Work to be completed: Find each line below containing the word "expected" and copy it.

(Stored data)
*** Block opens ***

//! Shape validation
//!
//! Checks that every known field holds the right kind of value and turns the
//! untyped document into [`ShapedConfig`]. Value domains are checked later.

use serde_json::{Map, Value};

use super::error::ConfigError;
use super::raw::ValidationMode;
use super::resolved::PluginReference;

const TOP_LEVEL_KEYS: &[&str] = &[
    "darkMode",
    "content",
    "theme",
    "plugins",
    "prefix",
    "important",
    "safelist",
    "blocklist",
];

/// `darkMode` as written, before its value is checked.
#[derive(Debug, Clone, PartialEq)]
pub(crate) enum RawDarkMode {
    /// `"media"`, `"selector"`, `"class"`, ...
    Keyword(String),
    /// `{ "selector": ".dark" }`
    Selector(String),
    /// `["selector", ".dark"]` or `["class"]`
    Pair(String, Option<String>),
    /// `false` or `true`
    Flag(bool),
}

/// `important` as written.
#[derive(Debug, Clone, PartialEq)]
pub(crate) enum RawImportant {
    Flag(bool),
    Selector(String),
}

/// A document whose fields all have the right kind.
#[derive(Debug, Default)]
pub(crate) struct ShapedConfig {
    pub dark_mode: Option<RawDarkMode>,
    pub content: Vec<String>,
    pub theme_extend: Option<Map<String, Value>>,
    pub plugins: Option<Vec<PluginReference>>,
    pub prefix: Option<String>,
    pub important: Option<RawImportant>,
    pub safelist: Vec<String>,
    pub blocklist: Vec<String>,
}

/// Check the kind of every known field.
pub(crate) fn read_document(document: Value, mode: ValidationMode) -> Result<ShapedConfig, ConfigError> {
    let root = match document {
        Value::Object(map) => map,
        other => return Err(ConfigError::shape("<root>", "mapping", &other)),
    };

    let mut shaped = ShapedConfig::default();

    for (key, value) in root {
        match key.as_str() {
            "darkMode" => shaped.dark_mode = Some(read_dark_mode(value, mode)?),
            "content" => shaped.content = read_strings("content", value)?,
            "theme" => shaped.theme_extend = read_theme(value, mode)?,
            "plugins" => shaped.plugins = Some(read_plugins(value, mode)?),
            "prefix" => shaped.prefix = Some(read_string("prefix", value)?),
            "important" => shaped.important = Some(read_important(value)?),
            "safelist" => shaped.safelist = read_strings("safelist", value)?,
            "blocklist" => shaped.blocklist = read_strings("blocklist", value)?,
            _ => unknown_key(&key, TOP_LEVEL_KEYS, mode)?,
        }
    }

    Ok(shaped)
}

fn unknown_key(field: &str, allowed: &[&str], mode: ValidationMode) -> Result<(), ConfigError> {
    match mode {
        ValidationMode::Strict => Err(ConfigError::unknown_key(
            field,
            format!("one of {}", allowed.join(", ")),
        )),
        ValidationMode::Loose => {
            tracing::warn!(key = %field, "ignoring unknown configuration key");
            Ok(())
        }
    }
}

fn read_string(field: &str, value: Value) -> Result<String, ConfigError> {
    match value {
        Value::String(s) => Ok(s),
        other => Err(ConfigError::shape(field, "string", &other)),
    }
}

fn read_strings(field: &str, value: Value) -> Result<Vec<String>, ConfigError> {
    let items = match value {
        Value::Array(items) => items,
        other => return Err(ConfigError::shape(field, "sequence of strings", &other)),
    };

    items
        .into_iter()
        .enumerate()
        .map(|(i, item)| read_string(&format!("{}[{}]", field, i), item))
        .collect()
}

fn read_dark_mode(value: Value, mode: ValidationMode) -> Result<RawDarkMode, ConfigError> {
    match value {
        Value::String(keyword) => Ok(RawDarkMode::Keyword(keyword)),
        Value::Bool(flag) => Ok(RawDarkMode::Flag(flag)),
        Value::Object(map) => {
            let mut selector = None;
            for (key, value) in map {
                match key.as_str() {
                    "selector" => selector = Some(read_string("darkMode.selector", value)?),
                    _ => unknown_key(&format!("darkMode.{}", key), &["selector"], mode)?,
                }
            }
            selector
                .map(RawDarkMode::Selector)
                .ok_or_else(|| ConfigError::missing("darkMode.selector", "string"))
        }
        Value::Array(items) => {
            if items.is_empty() || items.len() > 2 {
                return Err(ConfigError::Shape {
                    field: "darkMode".to_string(),
                    expected: "[strategy] or [strategy, selector]".to_string(),
                    actual: format!("sequence of {} items", items.len()),
                });
            }
            let mut items = items.into_iter();
            let keyword = match items.next() {
                Some(first) => read_string("darkMode[0]", first)?,
                None => return Err(ConfigError::missing("darkMode[0]", "string")),
            };
            let selector = items
                .next()
                .map(|second| read_string("darkMode[1]", second))
                .transpose()?;
            Ok(RawDarkMode::Pair(keyword, selector))
        }
        other => Err(ConfigError::shape(
            "darkMode",
            "string, mapping, sequence or false",
            &other,
        )),
    }
}

fn read_important(value: Value) -> Result<RawImportant, ConfigError> {
    match value {
        Value::Bool(flag) => Ok(RawImportant::Flag(flag)),
        Value::String(selector) => Ok(RawImportant::Selector(selector)),
        other => Err(ConfigError::shape("important", "boolean or selector string", &other)),
    }
}

fn read_theme(value: Value, mode: ValidationMode) -> Result<Option<Map<String, Value>>, ConfigError> {
    let map = match value {
        Value::Object(map) => map,
        other => return Err(ConfigError::shape("theme", "mapping", &other)),
    };

    let mut extend = None;
    for (key, value) in map {
        match key.as_str() {
            "extend" => extend = Some(read_extension(value)?),
            _ => unknown_key(&format!("theme.{}", key), &["extend"], mode)?,
        }
    }
    Ok(extend)
}

fn read_extension(value: Value) -> Result<Map<String, Value>, ConfigError> {
    let categories = match value {
        Value::Object(map) => map,
        other => return Err(ConfigError::shape("theme.extend", "mapping", &other)),
    };

    for (category, tokens) in &categories {
        let field = format!("theme.extend.{}", category);
        match tokens {
            Value::Object(tokens) => check_tokens(&field, tokens)?,
            other => return Err(ConfigError::shape(field, "mapping of tokens", other)),
        }
    }
    Ok(categories)
}

fn check_tokens(field: &str, tokens: &Map<String, Value>) -> Result<(), ConfigError> {
    for (name, value) in tokens {
        let field = format!("{}.{}", field, name);
        match value {
            Value::String(_) | Value::Number(_) => {}
            Value::Object(nested) => check_tokens(&field, nested)?,
            Value::Array(items) => {
                for (i, item) in items.iter().enumerate() {
                    if !(item.is_string() || item.is_number()) {
                        return Err(ConfigError::shape(
                            format!("{}[{}]", field, i),
                            "string or number",
                            item,
                        ));
                    }
                }
            }
            other => {
                return Err(ConfigError::shape(
                    field,
                    "string, number, sequence or mapping",
                    other,
                ))
            }
        }
    }
    Ok(())
}

fn read_plugins(value: Value, mode: ValidationMode) -> Result<Vec<PluginReference>, ConfigError> {
    let items = match value {
        Value::Array(items) => items,
        other => return Err(ConfigError::shape("plugins", "sequence", &other)),
    };

    items
        .into_iter()
        .enumerate()
        .map(|(i, item)| read_plugin(&format!("plugins[{}]", i), item, mode))
        .collect()
}

fn read_plugin(field: &str, value: Value, mode: ValidationMode) -> Result<PluginReference, ConfigError> {
    match value {
        Value::String(id) => Ok(PluginReference::Bare(id)),
        Value::Object(map) => {
            let mut id = None;
            let mut options = None;
            for (key, value) in map {
                let key_field = format!("{}.{}", field, key);
                match key.as_str() {
                    "id" => id = Some(read_string(&key_field, value)?),
                    "options" => options = Some(read_options(&key_field, value)?),
                    _ => unknown_key(&key_field, &["id", "options"], mode)?,
                }
            }
            let id = id.ok_or_else(|| ConfigError::missing(format!("{}.id", field), "string"))?;
            Ok(match options {
                Some(options) => PluginReference::WithOptions(id, options),
                None => PluginReference::Bare(id),
            })
        }
        Value::Array(items) => {
            let len = items.len();
            let mut items = items.into_iter();
            match (items.next(), items.next(), len) {
                (Some(id), None, 1) => Ok(PluginReference::Bare(read_string(&format!("{}[0]", field), id)?)),
                (Some(id), Some(options), 2) => Ok(PluginReference::WithOptions(
                    read_string(&format!("{}[0]", field), id)?,
                    read_options(&format!("{}[1]", field), options)?,
                )),
                _ => Err(ConfigError::Shape {
                    field: field.to_string(),
                    expected: "[id] or [id, options]".to_string(),
                    actual: format!("sequence of {} items", len),
                }),
            }
        }
        other => Err(ConfigError::shape(
            field,
            "plugin id, {id, options} mapping or [id, options] pair",
            &other,
        )),
    }
}

fn read_options(field: &str, value: Value) -> Result<Map<String, Value>, ConfigError> {
    match value {
        Value::Object(options) => Ok(options),
        other => Err(ConfigError::shape(field, "mapping", &other)),
    }
}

*** Block closes ***

Response to this task:
                    expected: "[strategy] or [strategy, selector]".to_string(),
                    expected: "[id] or [id, options]".to_string(),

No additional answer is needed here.